Or, à un moment précis qu’il est facile de déterminer, cette polémique si vive et si dangereuse s’attaque obstinément et cruellement à la faveur de Luynes. Évidemment, il y a campagne décidée et campagne menée. L’arme existait ; quelqu’un la manie ; et il est facile de deviner d’où vient le mot d’ordre. Il vient des entourages de la Reine-Mère.

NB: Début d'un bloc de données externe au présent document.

//! # Khatha Terminal Entry Point
//!
//! ```text
//! $ khatha cart add 8901234
//! $ khatha cart customer 12
//! $ khatha cart mode khatha
//! $ khatha bill
//! Bill INV-1042 saved
//! ...
//! ```
//!
//! The commands live in the library half (`khatha_terminal`); this file
//! parses arguments, prints the reply and turns errors into exit codes.

use std::io::Write;

use anyhow::Context;
use clap::Parser;

use khatha_terminal::cli::Cli;
use khatha_terminal::prompt::StdinPrompt;

#[tokio::main]
async fn main() -> anyhow::Result<()> {
    let cli = Cli::parse();
    khatha_terminal::init_tracing();

    let json = cli.json;
    let mut prompt = StdinPrompt;

    match khatha_terminal::run(cli, &mut prompt).await {
        Ok(reply) => {
            let mut stdout = std::io::stdout().lock();
            writeln!(stdout, "{}", reply.render(json)).context("failed to write output")?;
            Ok(())
        }
        Err(err) => {
            if json {
                let body = serde_json::to_string_pretty(&err).context("failed to encode error")?;
                writeln!(std::io::stdout().lock(), "{}", body).context("failed to write output")?;
            } else {
                writeln!(std::io::stderr().lock(), "error{}", err).context("failed to write error")?;
            }
            std::process::exit(err.code.exit_code());
        }
    }
}
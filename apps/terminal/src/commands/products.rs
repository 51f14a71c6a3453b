//! # Product Commands
//!
//! The shop's catalogue. `products add` without `--name` asks the UPC
//! database for the name and picture first.

use serde::Serialize;

use khatha_client::api::products::search_products;
use khatha_core::{Product, ProductDraft};

use crate::cli::{ProductArgs, ProductChanges, ProductsCommand};
use crate::commands::{confirm_or_cancel, retailer_api, Reply};
use crate::error::{CommandError, CommandResult};
use crate::prompt::Prompt;
use crate::state::AppState;
use crate::view;

#[derive(Debug, Clone, Serialize)]
#[serde(rename_all = "camelCase")]
struct LookupView {
    found: bool,
    name: Option<String>,
    image_url: Option<String>,
    message: Option<String>,
}

pub async fn run(state: &AppState, cmd: ProductsCommand, prompt: &mut dyn Prompt) -> CommandResult<Reply> {
    let (api, _) = retailer_api(state).await?;

    match cmd {
        ProductsCommand::List { search, low_stock } => {
            let products = api.products().list().await?;
            let shown: Vec<&Product> = search_products(&products, search.as_deref().unwrap_or(""))
                .into_iter()
                .filter(|p| !low_stock || p.is_low_stock() || p.is_out_of_stock())
                .collect();
            Reply::new(render_table(&shown, false), &shown)
        }
        ProductsCommand::Add(args) => {
            let mut draft = draft_from_args(&args);
            if args.name.is_none() {
                let lookup = api.products().lookup_upc(&args.barcode).await?;
                if !lookup.is_found() {
                    return Err(CommandError::validation(format!(
                        "Barcode {} is not in the UPC database; pass --name",
                        args.barcode.trim()
                    )));
                }
                lookup.apply_to(&mut draft);
            }
            let product = api.products().create(&draft).await?;
            Reply::new(format!("Added {} (id {}) at {}", product.name, product.id, product.price), &product)
        }
        ProductsCommand::Update { id, changes } => {
            let products = api.products().list().await?;
            let current = products
                .iter()
                .find(|p| p.id == id)
                .ok_or_else(|| CommandError::not_found("Product", id))?;
            let draft = apply_changes(current, changes);
            let product = api.products().update(id, &draft).await?;
            Reply::new(format!("Updated {} (id {})", product.name, product.id), &product)
        }
        ProductsCommand::Delete { id, yes } => {
            confirm_or_cancel(prompt, yes, &format!("Delete product {}?", id))?;
            api.products().delete(id).await?;
            Ok(Reply::message(format!("Product {} deleted", id)))
        }
        ProductsCommand::Lookup { barcode } => {
            let lookup = api.products().lookup_upc(&barcode).await?;
            let data = LookupView {
                found: lookup.is_found(),
                name: lookup.name.clone(),
                image_url: lookup.image_url.clone(),
                message: lookup.message.clone(),
            };
            let text = if data.found {
                format!("{}: {}", barcode.trim(), view::opt(&data.name))
            } else {
                format!(
                    "{}: not found{}",
                    barcode.trim(),
                    data.message.as_deref().map(|m| format!(" ({})", m)).unwrap_or_default()
                )
            };
            Reply::new(text, &data)
        }
    }
}

fn draft_from_args(args: &ProductArgs) -> ProductDraft {
    ProductDraft {
        name: args.name.clone().unwrap_or_default(),
        barcode: args.barcode.trim().to_string(),
        price: args.price,
        quantity: args.qty,
        product_type: args.kind.into(),
        category: args.category.clone(),
        image_url: None,
    }
}

fn apply_changes(product: &Product, changes: ProductChanges) -> ProductDraft {
    ProductDraft {
        name: changes.name.unwrap_or_else(|| product.name.clone()),
        barcode: product.barcode.clone(),
        price: changes.price.unwrap_or(product.price),
        quantity: changes.qty.unwrap_or(product.quantity),
        product_type: changes.kind.map(Into::into).unwrap_or(product.product_type),
        category: changes.category.or_else(|| product.category.clone()),
        image_url: product.image_url.clone(),
    }
}

/// Catalogue table; `with_shop` adds the retailer column for the marketplace.
pub(crate) fn render_table(products: &[&Product], with_shop: bool) -> String {
    let rows: Vec<Vec<String>> = products
        .iter()
        .map(|p| {
            let stock = if p.is_out_of_stock() {
                "out of stock".to_string()
            } else if p.is_low_stock() {
                format!("only {} left", p.quantity)
            } else {
                p.quantity.to_string()
            };
            let mut row = vec![
                p.id.to_string(),
                p.name.clone(),
                p.barcode.clone(),
                p.price.to_string(),
                stock,
            ];
            if with_shop {
                row.push(p.retailer_id.map(|r| r.to_string()).unwrap_or_default());
            }
            row
        })
        .collect();

    let mut headers = vec!["Id", "Name", "Barcode", "Price", "Stock"];
    if with_shop {
        headers.push("Shop");
    }
    view::table_or_empty(&headers, &rows, "No products found")
}

#[cfg(test)]
mod tests {
    use super::*;
    use crate::cli::ProductKind;
    use khatha_core::{Money, ProductType};

    fn product(quantity: i64) -> Product {
        Product {
            id: 3,
            name: "Amul Milk".into(),
            barcode: "8901262".into(),
            price: Money::from_rupees(28),
            quantity,
            product_type: ProductType::Liquid,
            category: Some("DAIRY".into()),
            image_url: None,
            retailer_id: Some(7),
        }
    }

    #[test]
    fn test_changes_keep_unset_fields() {
        let draft = apply_changes(
            &product(10),
            ProductChanges {
                price: Some(Money::from_rupees(30)),
                kind: Some(ProductKind::Unit),
                ..ProductChanges::default()
            },
        );
        assert_eq!(draft.name, "Amul Milk");
        assert_eq!(draft.price, Money::from_rupees(30));
        assert_eq!(draft.quantity, 10);
        assert_eq!(draft.product_type, ProductType::Unit);
        assert_eq!(draft.category.as_deref(), Some("DAIRY"));
    }

    #[test]
    fn test_stock_column() {
        let low = product(2);
        let out = product(0);
        let text = render_table(&[&low, &out], true);
        assert!(text.contains("only 2 left"));
        assert!(text.contains("out of stock"));
        assert!(text.lines().next().unwrap().ends_with("Shop"));
    }
}
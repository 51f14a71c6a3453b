//! # Khatha Terminal Library
//!
//! Everything behind the `khatha` binary. `main.rs` only parses the command
//! line and prints; the dispatch lives here so tests can drive commands
//! against an in-memory [`AppState`].
//!
//! ## Module Organization
//! ```text
//! khatha_terminal/
//! ├── lib.rs          ◄─── You are here (tracing setup, dispatch)
//! ├── cli.rs          ◄─── clap definitions
//! ├── state/
//! │   ├── mod.rs      ◄─── AppState (config + session + drafts)
//! │   ├── cart.rs     ◄─── Draft counter sale and marketplace cart
//! │   └── config.rs   ◄─── Loaded config, `config set` write-back
//! ├── commands/       ◄─── One module per command group
//! ├── prompt.rs       ◄─── Cashier prompts (stdin or scripted)
//! ├── view.rs         ◄─── Plain-text tables and receipts
//! └── error.rs        ◄─── CommandError with exit codes
//! ```
//!
//! ## One Invocation
//! ```text
//! ┌─────────────────────────────────────────────────────────────────────────┐
//! │                                                                         │
//! │  Cli::parse ──► init_tracing ──► run(cli, prompt)                       │
//! │                                      │                                  │
//! │                     config command?  │                                  │
//! │                 ┌────────yes─────────┴────────no──────────┐             │
//! │                 ▼                                         ▼             │
//! │        ConfigState::load                          AppState::load        │
//! │        (session untouched)                        (config, session,     │
//! │                 │                                  cart drafts)         │
//! │                 └──────────────┬──────────────────────────┘             │
//! │                                ▼                                        │
//! │                     dispatch ──► Reply / CommandError                   │
//! └─────────────────────────────────────────────────────────────────────────┘
//! ```

pub mod cli;
pub mod commands;
pub mod error;
pub mod prompt;
pub mod state;
pub mod view;

use tracing::Level;
use tracing_subscriber::EnvFilter;

use cli::{Cli, Command};
use commands::Reply;
use error::CommandResult;
use prompt::Prompt;
use state::{AppState, ConfigState};

/// Initializes the tracing subscriber for structured logging.
///
/// Logs go to stderr so that `--json` output on stdout stays parseable.
///
/// ## Log Levels
/// - `RUST_LOG=debug` - Show debug messages
/// - `RUST_LOG=khatha_client=trace` - Trace HTTP calls only
/// - Default: INFO, DEBUG for khatha crates
pub fn init_tracing() {
    let filter = EnvFilter::try_from_default_env().unwrap_or_else(|_| EnvFilter::new("info,khatha=debug"));

    tracing_subscriber::fmt()
        .with_env_filter(filter)
        .with_max_level(Level::TRACE)
        .with_writer(std::io::stderr)
        .init();
}

/// Loads what the command needs from disk and runs it.
pub async fn run(cli: Cli, prompt: &mut dyn Prompt) -> CommandResult<Reply> {
    if let Command::Config(cmd) = cli.command {
        let mut config = ConfigState::load(cli.config)?;
        return commands::config::run(&mut config, cmd);
    }

    let mut state = AppState::load(cli.config).await?;
    dispatch(&mut state, cli.command, prompt).await
}

/// Routes one parsed command to its handler.
pub async fn dispatch(state: &mut AppState, command: Command, prompt: &mut dyn Prompt) -> CommandResult<Reply> {
    match command {
        // === Session ===
        Command::Login(cmd) => commands::auth::login(state, cmd).await,
        Command::Signup { email, name, phone } => commands::auth::signup(state, email, name, phone).await,
        Command::Customer(cmd) => commands::auth::customer(state, cmd).await,
        Command::Mode { mode } => commands::auth::switch_mode(state, mode).await,
        Command::Logout => commands::auth::logout(state).await,
        Command::Whoami => commands::auth::whoami(state).await,

        // === Counter ===
        Command::Cart(cmd) => commands::cart::run(state, cmd).await,
        Command::Bill(args) => commands::billing::run(state, args, prompt).await,

        // === Shop records ===
        Command::Bills(cmd) => commands::bills::run(state, cmd).await,
        Command::Customers(cmd) => commands::customers::run(state, cmd, prompt).await,
        Command::Products(cmd) => commands::products::run(state, cmd, prompt).await,
        Command::Orders(cmd) => commands::orders::run(state, cmd).await,

        // === Marketplace ===
        Command::Shop(cmd) => commands::market::run(state, cmd, prompt).await,

        // === Back office ===
        Command::Suppliers(cmd) => commands::suppliers::run(state, cmd, prompt).await,
        Command::Staff(cmd) => commands::staff::run(state, cmd, prompt).await,
        Command::Dashboard => commands::dashboard::run(state).await,

        // === Settings ===
        Command::Profile(cmd) => commands::profile::run(state, cmd).await,
        Command::Config(cmd) => commands::config::run(&mut state.config, cmd),
    }
}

Au printemps de l’année 1620, un peu avant la bataille des Ponts-de-Cé, une sorte de pamphlet à demi officiel, intitulé les Vérités chrétiennes au Roi très chrétien, connu aussi sous le nom de Manifeste d’Angers, sonne la charge. Il est attribué, avec toute apparence, à Mathieu de Morgues, prédicateur de la Reine-Mère, esprit caustique, plume dangereuse, que Richelieu ménagea longtemps, mais qui, après avoir été son familier, devint, par la suite, son plus dangereux ennemi. Les Vérités chrétiennes sont d’un style âpre et net. C’est la pensée de la Reine-Mère, c’est la politique de l’évêque de Luçon, qui s’y trouvent développées : « Croyez, Sire, qu’il y a beaucoup plus de favoris ingrats que de mères sans amour pour leurs enfans… » D’après Mathieu de Morgues lui-même, le manifeste fut « grandement approuvé » par l’évêque de Luçon.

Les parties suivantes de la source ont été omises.